**Instructions for the task**.
Your answer should hold all lines of the entries that include the word "bool".

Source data
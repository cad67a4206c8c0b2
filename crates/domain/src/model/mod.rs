//! Entity types making up the persisted snapshot.

pub mod custom_order;
pub mod customer;
pub mod invoice;
pub mod item;
pub mod rental;
pub mod user;

pub use custom_order::{CustomOrder, CustomOrderStatus, STAGE_SEQUENCE, WorkOrder};
pub use customer::{Customer, MeasurementOverrides, MeasurementProfile, MeasurementUnit};
pub use invoice::{Invoice, InvoiceItem};
pub use item::{Item, ItemStatus};
pub use rental::{Rental, RentalLine, RentalStatus, rental_days};
pub use user::{Notification, NotificationKind, Role, User};
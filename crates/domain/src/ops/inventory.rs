//! Admin inventory maintenance.

use crate::model::Item;
use crate::snapshot::AppData;

/// Intent to add or replace one inventory item.
#[derive(Debug, Clone)]
pub struct UpsertItem {
    pub item: Item,
}

impl UpsertItem {
    pub fn new(item: Item) -> Self {
        Self { item }
    }
}

/// Upserts an item by id: replaces the existing record or appends a new one.
///
/// Field validation beyond identity belongs to the caller; this operation
/// accepts the record as given.
pub fn upsert_item(data: &AppData, cmd: &UpsertItem) -> AppData {
    let mut next = data.clone();
    match next.items.iter_mut().find(|i| i.id == cmd.item.id) {
        Some(existing) => *existing = cmd.item.clone(),
        None => next.items.push(cmd.item.clone()),
    }
    next
}

/// Intent to bulk-import already-parsed item records.
#[derive(Debug, Clone)]
pub struct ImportItems {
    pub items: Vec<Item>,
}

impl ImportItems {
    pub fn new(items: Vec<Item>) -> Self {
        Self { items }
    }
}

/// Applies upsert-by-id for each record in sequence; a later record with a
/// duplicate id wins.
pub fn import_items(data: &AppData, cmd: &ImportItems) -> AppData {
    let mut next = data.clone();
    for item in &cmd.items {
        match next.items.iter_mut().find(|i| i.id == item.id) {
            Some(existing) => *existing = item.clone(),
            None => next.items.push(item.clone()),
        }
    }
    next
}
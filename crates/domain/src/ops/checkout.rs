//! Storefront checkout: a mixed cart of purchases and rental bookings.

use std::collections::HashMap;

use chrono::{DateTime, Utc};
use common::{CustomerId, InvoiceId, RentalId};
use uuid::Uuid;

use crate::cart::{Cart, CartKind, CartLine};
use crate::error::DomainError;
use crate::model::{Invoice, InvoiceItem, Rental, RentalLine, RentalStatus, rental_days};
use crate::money::Money;
use crate::snapshot::AppData;

use super::{DEPOSIT_RATE_PERCENT, TAX_RATE_PERCENT};

/// Intent to commit a cart as one order for a customer.
#[derive(Debug, Clone)]
pub struct PlaceOrder {
    pub customer_id: CustomerId,
    pub cart: Cart,
    pub payment_method: String,
}

impl PlaceOrder {
    /// Creates a card checkout, the storefront default.
    pub fn card(customer_id: impl Into<CustomerId>, cart: Cart) -> Self {
        Self {
            customer_id: customer_id.into(),
            cart,
            payment_method: "Card".to_string(),
        }
    }
}

/// Result of a committed checkout.
#[derive(Debug, Clone)]
pub struct CheckoutOutcome {
    /// The new snapshot with decremented stock (buy lines only), appended
    /// rentals, and one appended invoice covering the whole cart.
    pub data: AppData,

    pub invoice_id: InvoiceId,
    pub rental_ids: Vec<RentalId>,
}

/// Commits a cart: buy lines behave like a sale, rent lines each become a
/// Reserved rental. One paid invoice covers both.
///
/// Rentals deliberately do not decrement item quantities; their occupancy
/// is tracked through rental status, not stock depletion.
pub fn place_order(
    data: &AppData,
    cmd: &PlaceOrder,
    now: DateTime<Utc>,
) -> Result<CheckoutOutcome, DomainError> {
    if data.customer(&cmd.customer_id).is_none() {
        return Err(DomainError::CustomerNotFound(cmd.customer_id.clone()));
    }

    let mut invoice_items = Vec::with_capacity(cmd.cart.len());
    let mut new_rentals: Vec<Rental> = Vec::new();
    // Buy quantities are summed per item; a deserialized cart can carry
    // repeated lines for one item, and the lines must fit stock jointly.
    let mut buy_decrements: HashMap<common::ItemId, u32> = HashMap::new();

    for line in cmd.cart.lines() {
        // The stock check and existence check run against the current
        // snapshot; pricing uses the item as it looked when carted.
        let current = data
            .item(&line.item.id)
            .ok_or_else(|| DomainError::ItemNotFound(line.item.id.clone()))?;

        match line.kind {
            CartKind::Buy => {
                let total_requested = buy_decrements.entry(current.id.clone()).or_default();
                *total_requested += line.quantity;
                if current.qty < *total_requested {
                    return Err(DomainError::Stock {
                        item_id: current.id.clone(),
                        requested: *total_requested,
                        available: current.qty,
                    });
                }
                invoice_items.push(InvoiceItem {
                    item_id: line.item.id.clone(),
                    description: format!("Purchase: {}", line.item.title),
                    qty: line.quantity,
                    unit_price: line.item.buy_price,
                    total: line.item.buy_price.multiply(line.quantity),
                });
            }
            CartKind::Rent => {
                let (start, end) = rental_period(line)?;
                let days = rental_days(start, end);
                let rental_total = line
                    .item
                    .rent_price_per_day
                    .multiply(days)
                    .multiply(line.quantity);

                let rental = Rental {
                    id: RentalId::generate(),
                    customer_id: cmd.customer_id.clone(),
                    items: vec![RentalLine {
                        item_id: line.item.id.clone(),
                        qty: line.quantity,
                        price_per_day: line.item.rent_price_per_day,
                    }],
                    start_date: start,
                    end_date: end,
                    deposit_amount: line.item.buy_price.percent(DEPOSIT_RATE_PERCENT),
                    total_amount: rental_total,
                    status: RentalStatus::Reserved,
                    pickup_location: None,
                    return_location: None,
                    damage_notes: None,
                    photos_return: None,
                };
                invoice_items.push(InvoiceItem {
                    item_id: line.item.id.clone(),
                    description: format!("Rental: {} ({} days)", line.item.title, days),
                    qty: line.quantity,
                    unit_price: line.item.rent_price_per_day.multiply(days),
                    total: rental_total,
                });
                new_rentals.push(rental);
            }
        }
    }

    let amount: Money = invoice_items.iter().map(|i| i.total).sum();
    let tax = amount.percent(TAX_RATE_PERCENT);
    let related_ref = new_rentals
        .first()
        .map(|r| r.id.to_string())
        .unwrap_or_else(|| format!("sale-{}", Uuid::new_v4()));

    let invoice_id = InvoiceId::generate();
    let invoice = Invoice {
        id: invoice_id.clone(),
        customer_id: cmd.customer_id.clone(),
        related_ref: Some(related_ref),
        amount,
        tax,
        discount: Money::zero(),
        total_amount: amount + tax,
        payment_method: cmd.payment_method.clone(),
        paid: true,
        paid_at: Some(now),
        items: invoice_items,
        created_at: now,
    };

    let mut next = data.clone();
    for (item_id, quantity) in &buy_decrements {
        if let Some(item) = next.items.iter_mut().find(|i| &i.id == item_id) {
            item.qty -= quantity;
        }
    }
    let rental_ids = new_rentals.iter().map(|r| r.id.clone()).collect();
    next.rentals.extend(new_rentals);
    next.invoices.push(invoice);

    Ok(CheckoutOutcome {
        data: next,
        invoice_id,
        rental_ids,
    })
}

fn rental_period(line: &CartLine) -> Result<(DateTime<Utc>, DateTime<Utc>), DomainError> {
    let (start, end) = match (line.start_date, line.end_date) {
        (Some(start), Some(end)) => (start, end),
        _ => return Err(DomainError::MissingRentalDates(line.item.id.clone())),
    };
    if end < start {
        return Err(DomainError::InvalidDateRange { start, end });
    }
    Ok((start, end))
}
use std::sync::Arc;

use async_trait::async_trait;
use serde::Serialize;
use serde::de::DeserializeOwned;
use tokio::sync::RwLock;

use crate::store::SnapshotStore;
use crate::{Result, StoreError};

/// In-memory snapshot store for tests and demos.
///
/// The document is held as serialized JSON so that every load and save goes
/// through the same serde round trip as the durable implementation.
pub struct InMemoryStore<S> {
    slot: Arc<RwLock<Option<String>>>,
    seed: S,
    fail_saves: Arc<RwLock<bool>>,
}

impl<S: Clone> Clone for InMemoryStore<S> {
    fn clone(&self) -> Self {
        Self {
            slot: self.slot.clone(),
            seed: self.seed.clone(),
            fail_saves: self.fail_saves.clone(),
        }
    }
}

impl<S> InMemoryStore<S>
where
    S: Serialize + DeserializeOwned + Clone + Send + Sync + 'static,
{
    /// Creates a new empty store with the given seed document.
    pub fn new(seed: S) -> Self {
        Self {
            slot: Arc::new(RwLock::new(None)),
            seed,
            fail_saves: Arc::new(RwLock::new(false)),
        }
    }

    /// Returns true if the store currently holds a document.
    pub async fn is_populated(&self) -> bool {
        self.slot.read().await.is_some()
    }

    /// Makes subsequent `save` calls fail, for exercising the
    /// optimistic-update error path in tests.
    pub async fn set_fail_saves(&self, fail: bool) {
        *self.fail_saves.write().await = fail;
    }
}

#[async_trait]
impl<S> SnapshotStore<S> for InMemoryStore<S>
where
    S: Serialize + DeserializeOwned + Clone + Send + Sync + 'static,
{
    async fn load(&self) -> Result<Option<S>> {
        let slot = self.slot.read().await;
        match slot.as_deref() {
            Some(raw) => Ok(Some(serde_json::from_str(raw)?)),
            None => Ok(None),
        }
    }

    async fn save(&self, snapshot: &S) -> Result<()> {
        if *self.fail_saves.read().await {
            return Err(StoreError::Io(std::io::Error::other(
                "simulated save failure",
            )));
        }
        let raw = serde_json::to_string(snapshot)?;
        *self.slot.write().await = Some(raw);
        Ok(())
    }

    async fn reset(&self) -> Result<S> {
        let raw = serde_json::to_string(&self.seed)?;
        *self.slot.write().await = Some(raw);
        Ok(self.seed.clone())
    }
}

**Answer box**.
    fail_saves: Arc<RwLock<bool>>,
    pub async fn is_populated(&self) -> bool {
    pub async fn set_fail_saves(&self, fail: bool) {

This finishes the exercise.